Purpose: : To investigate the role of CD4+CD25+ regulatory T-cells and IL-2 in tolerance against EAAU

Methods: : EAAU was induced in Lewis rats by melanin associated antigen (MAA). Tolerance was induced by i.v. administration of 400 µg of MAA before immunization with MAA (emulsified with complete Freund’s adjuvant) for induction of EAAU. Animals were sacrificed at the onset of EAAU and mixed lymphocytes harvested from the popliteal lymph nodes were cultured in the presence or absence of MAA. Mixed lymphocytes were also stained with anti-CD4, anti-CD25 and anti-IL2 (intracellular) for flow cytometry. CFSE stained, sorted CD4+CD25- T cells from LN of tolerized and non-tolerized animals were cocultured separately with CD4+CD25+ T regulatory cells from tolerized or non-tolerized animals. After six days of culture the proliferation of CD4+CD25- T cells was analyzed by flow cytometry. For adoptive transfer of tolerance, T cells obtained from the popliteal lymph nodes of tolerized Lewis rats, with or without CD4+CD25+ T regulatory cells were injected into naïve syngenic animals 24 h before immunization.

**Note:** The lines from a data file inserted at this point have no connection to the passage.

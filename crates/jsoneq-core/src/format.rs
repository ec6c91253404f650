use crate::Node;

/// Text used for an absent document.
pub const NULL_TEXT: &str = "<null>";

/// Renders a document for failure messages.
///
/// With `use_line_breaks` the output is indented by two spaces per level;
/// otherwise it is compact. Members keep their document order.
///
/// ```
/// # use jsoneq_core::{format, Node};
/// let node = Node::from_json_str("{ \"id\": 1, \"tags\": [\"a\"] }")?;
/// assert_eq!(format(Some(&node), false), "{\"id\":1,\"tags\":[\"a\"]}");
/// assert_eq!(format(Some(&node), true), "{\n  \"id\": 1,\n  \"tags\": [\n    \"a\"\n  ]\n}");
/// assert_eq!(format(None, true), "<null>");
/// # Ok::<(), jsoneq_core::CanonicalizeError>(())
/// ```
#[must_use]
pub fn format(node: Option<&Node>, use_line_breaks: bool) -> String {
    match node {
        None => NULL_TEXT.to_owned(),
        Some(Node::Property(property)) => {
            let name = to_json(&Node::from(property.name()), false);
            format!("{name}: {}", to_json(property.value(), use_line_breaks))
        }
        Some(node) => to_json(node, use_line_breaks),
    }
}

fn to_json(node: &Node, pretty: bool) -> String {
    // Nodes only ever carry string keys and finite numbers, which serde_json
    // always accepts.
    let rendered = if pretty { serde_json::to_string_pretty(node) } else { serde_json::to_string(node) };
    rendered.unwrap_or_default()
}

#[cfg(test)]
mod tests {
    use super::*;

    #[test]
    fn property_renders_name_and_value() {
        let node = Node::property("eyes", Node::from("blue"));
        assert_eq!(format(Some(&node), false), "\"eyes\": \"blue\"");
    }

    #[test]
    fn nested_property_value_is_pretty_printed() {
        let value = Node::from_json_str("{\"b\":1}").unwrap();
        let node = Node::property("a", value);
        assert_eq!(format(Some(&node), true), "\"a\": {\n  \"b\": 1\n}");
    }

    #[test]
    fn null_node_is_not_the_absent_marker() {
        assert_eq!(format(Some(&Node::Null), true), "null");
    }

    #[test]
    fn integral_floats_print_without_fraction() {
        let node = Node::from_json_str("[1.0, 2.5]").unwrap();
        assert_eq!(format(Some(&node), false), "[1,2.5]");
    }
}
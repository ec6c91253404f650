use std::fmt;

use serde::{Serialize, Serializer};
use serde_json::Number as JsonNumber;

use crate::CanonicalizeError;

/// A JSON number. Integer literals stay exact; everything else is held as
/// IEEE-754 double precision.
///
/// Equality is numeric: integers compare exactly with each other, and an
/// integer equals a float only when the float has that exact integral value.
/// `1` and `1.0` therefore compare equal, while `9007199254740993` and
/// `9007199254740992` do not.
///
/// ```
/// # use jsoneq_core::Node;
/// let int = Node::from_json_str("1")?;
/// let float = Node::from_json_str("1.0")?;
/// assert_eq!(int, float);
/// assert_ne!(
///     Node::from_json_str("9007199254740993")?,
///     Node::from_json_str("9007199254740992")?,
/// );
/// # Ok::<(), jsoneq_core::CanonicalizeError>(())
/// ```
#[derive(Clone, Copy, Debug)]
pub struct Number(Repr);

#[derive(Clone, Copy, Debug)]
enum Repr {
    Int(i64),
    UInt(u64),
    Float(f64),
}

// Rounds to 2^127; every integral f64 below it in magnitude fits an i128.
const I128_BOUND: f64 = i128::MAX as f64;

impl Number {
    /// Creates a new floating-point [`Number`] after validating finiteness.
    ///
    /// ```
    /// # use jsoneq_core::Number;
    /// let num = Number::new(42.0)?;
    /// assert_eq!(num.as_f64(), 42.0);
    /// assert!(Number::new(f64::NAN).is_err());
    /// # Ok::<(), jsoneq_core::CanonicalizeError>(())
    /// ```
    pub fn new(value: f64) -> Result<Self, CanonicalizeError> {
        if value.is_finite() {
            Ok(Self(Repr::Float(value)))
        } else {
            Err(CanonicalizeError::NotFinite { value })
        }
    }

    /// Returns the value as a float, rounding integers beyond 2^53.
    #[must_use]
    pub fn as_f64(self) -> f64 {
        match self.0 {
            Repr::Int(v) => v as f64,
            Repr::UInt(v) => v as f64,
            Repr::Float(v) => v,
        }
    }

    /// Converts the number into a `serde_json::Number`. Integers convert
    /// exactly; floats prefer the integer representation when they have no
    /// fractional part.
    #[must_use]
    pub fn to_json_number(self) -> JsonNumber {
        let value = match self.0 {
            Repr::Int(v) => return JsonNumber::from(v),
            Repr::UInt(v) => return JsonNumber::from(v),
            Repr::Float(v) => v,
        };
        if value.fract() == 0.0 && !(value == 0.0 && value.is_sign_negative()) {
            // `i64::MAX as f64` and `u64::MAX as f64` round up to 2^63 and
            // 2^64, so both upper bounds are exclusive.
            if (i64::MIN as f64) <= value && value < (i64::MAX as f64) {
                return JsonNumber::from(value as i64);
            }
            if value >= 0.0 && value < (u64::MAX as f64) {
                return JsonNumber::from(value as u64);
            }
        }
        // `Number::new` rejects non-finite values, so `from_f64` cannot fail.
        JsonNumber::from_f64(value).unwrap_or_else(|| JsonNumber::from(0))
    }

    fn as_exact_integer(self) -> Option<i128> {
        match self.0 {
            Repr::Int(v) => Some(i128::from(v)),
            Repr::UInt(v) => Some(i128::from(v)),
            Repr::Float(v) if v.fract() == 0.0 && v.abs() < I128_BOUND => Some(v as i128),
            Repr::Float(_) => None,
        }
    }
}

impl From<i64> for Number {
    fn from(value: i64) -> Self {
        Self(Repr::Int(value))
    }
}

impl From<u64> for Number {
    fn from(value: u64) -> Self {
        Self(Repr::UInt(value))
    }
}

impl From<i32> for Number {
    fn from(value: i32) -> Self {
        Self(Repr::Int(i64::from(value)))
    }
}

impl PartialEq for Number {
    fn eq(&self, other: &Self) -> bool {
        match (self.0, other.0) {
            (Repr::Float(lhs), Repr::Float(rhs)) => lhs == rhs,
            _ => match (self.as_exact_integer(), other.as_exact_integer()) {
                (Some(lhs), Some(rhs)) => lhs == rhs,
                _ => false,
            },
        }
    }
}

impl Serialize for Number {
    fn serialize<S>(&self, serializer: S) -> Result<S::Ok, S::Error>
    where
        S: Serializer,
    {
        match self.0 {
            Repr::Int(v) => serializer.serialize_i64(v),
            Repr::UInt(v) => serializer.serialize_u64(v),
            Repr::Float(_) => self.to_json_number().serialize(serializer),
        }
    }
}

impl fmt::Display for Number {
    fn fmt(&self, f: &mut fmt::Formatter<'_>) -> fmt::Result {
        write!(f, "{}", self.to_json_number())
    }
}

#[cfg(test)]
mod tests {
    use super::*;

    #[test]
    fn integral_values_serialize_without_fraction() {
        let number = Number::new(5.0).unwrap();
        assert_eq!(serde_json::to_string(&number).unwrap(), "5");
        assert_eq!(number.to_string(), "5");
    }

    #[test]
    fn fractional_values_keep_fraction() {
        let number = Number::new(2.5).unwrap();
        assert_eq!(serde_json::to_string(&number).unwrap(), "2.5");
    }

    #[test]
    fn negative_zero_stays_float() {
        let number = Number::new(-0.0).unwrap();
        assert_eq!(serde_json::to_string(&number).unwrap(), "-0.0");
    }

    #[test]
    fn infinity_is_rejected() {
        let err = Number::new(f64::INFINITY).unwrap_err();
        assert!(matches!(err, CanonicalizeError::NotFinite { .. }));
    }

    #[test]
    fn integers_beyond_double_precision_stay_distinct() {
        assert_ne!(Number::from(9_007_199_254_740_993_i64), Number::from(9_007_199_254_740_992_i64));
        assert_ne!(Number::from(u64::MAX), Number::from(u64::MAX - 1));
        assert_eq!(Number::from(u64::MAX), Number::from(u64::MAX));
    }

    #[test]
    fn signed_and_unsigned_integers_compare_by_value() {
        assert_eq!(Number::from(7_i64), Number::from(7_u64));
        assert_ne!(Number::from(-1_i64), Number::from(u64::MAX));
    }

    #[test]
    fn integers_equal_floats_with_the_same_integral_value() {
        assert_eq!(Number::from(1_i64), Number::new(1.0).unwrap());
        assert_eq!(Number::new(-3.0).unwrap(), Number::from(-3_i64));
        assert_ne!(Number::from(1_i64), Number::new(1.5).unwrap());
        // 2^53 + 1 has no exact double; the nearest double is 2^53.
        assert_ne!(Number::from(9_007_199_254_740_993_i64), Number::new(9_007_199_254_740_992.0).unwrap());
        assert_eq!(Number::from(9_007_199_254_740_992_i64), Number::new(9_007_199_254_740_992.0).unwrap());
    }

    #[test]
    fn two_to_the_sixty_three_is_not_saturated() {
        let number = Number::new(2_f64.powi(63)).unwrap();
        assert_eq!(number.to_string(), "9223372036854775808");
        assert_eq!(serde_json::to_string(&number).unwrap(), "9223372036854775808");
    }

    #[test]
    fn two_to_the_sixty_four_falls_back_to_float_text() {
        let number = Number::new(2_f64.powi(64)).unwrap();
        assert_ne!(number.to_string(), "18446744073709551615");
        assert_eq!(number.as_f64(), 2_f64.powi(64));
    }

    #[test]
    fn integers_serialize_exactly() {
        assert_eq!(Number::from(u64::MAX).to_string(), "18446744073709551615");
        assert_eq!(Number::from(i64::MIN).to_string(), "-9223372036854775808");
        assert_eq!(serde_json::to_string(&Number::from(-12_i64)).unwrap(), "-12");
    }
}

Results: : The number of CD4+CD25+ Tregs increased as early as 48 hours after first i.v. administration of MAA and increased in the popliteal lymph nodes of tolerized animals. The number of CD4+CD25+ Tregs increased only after the induction of the disease (day 6) in non-tolerized animals. Flow cytometric analysis further demonstrated that the numbers of IL-2 expressing CD4+ T cells were drastically decreased in popliteal lymph nodes of tolerized animals compared to non-tolerized animals at the onset of EAAU. Interestingly rIL-2 treatment (day 8, 10 and 12) completely reversed the tolerance. Our results from coculture experiments further established that the CD4+CD25+ T regs isolated from tolerized animals are suppressive. Furthermore tolerance could not be transferred adoptively by mixed lymphocytes depleted of CD4+CD25+ T cells.

Conclusions: : Our data demonstrated CD4+CD25+ T regulatory cells play a critical role in tolerance induction in EAAU. Our results further suggested that IL-2 expressing cells are reduced and that IL-2 replenishment reverses the tolerance.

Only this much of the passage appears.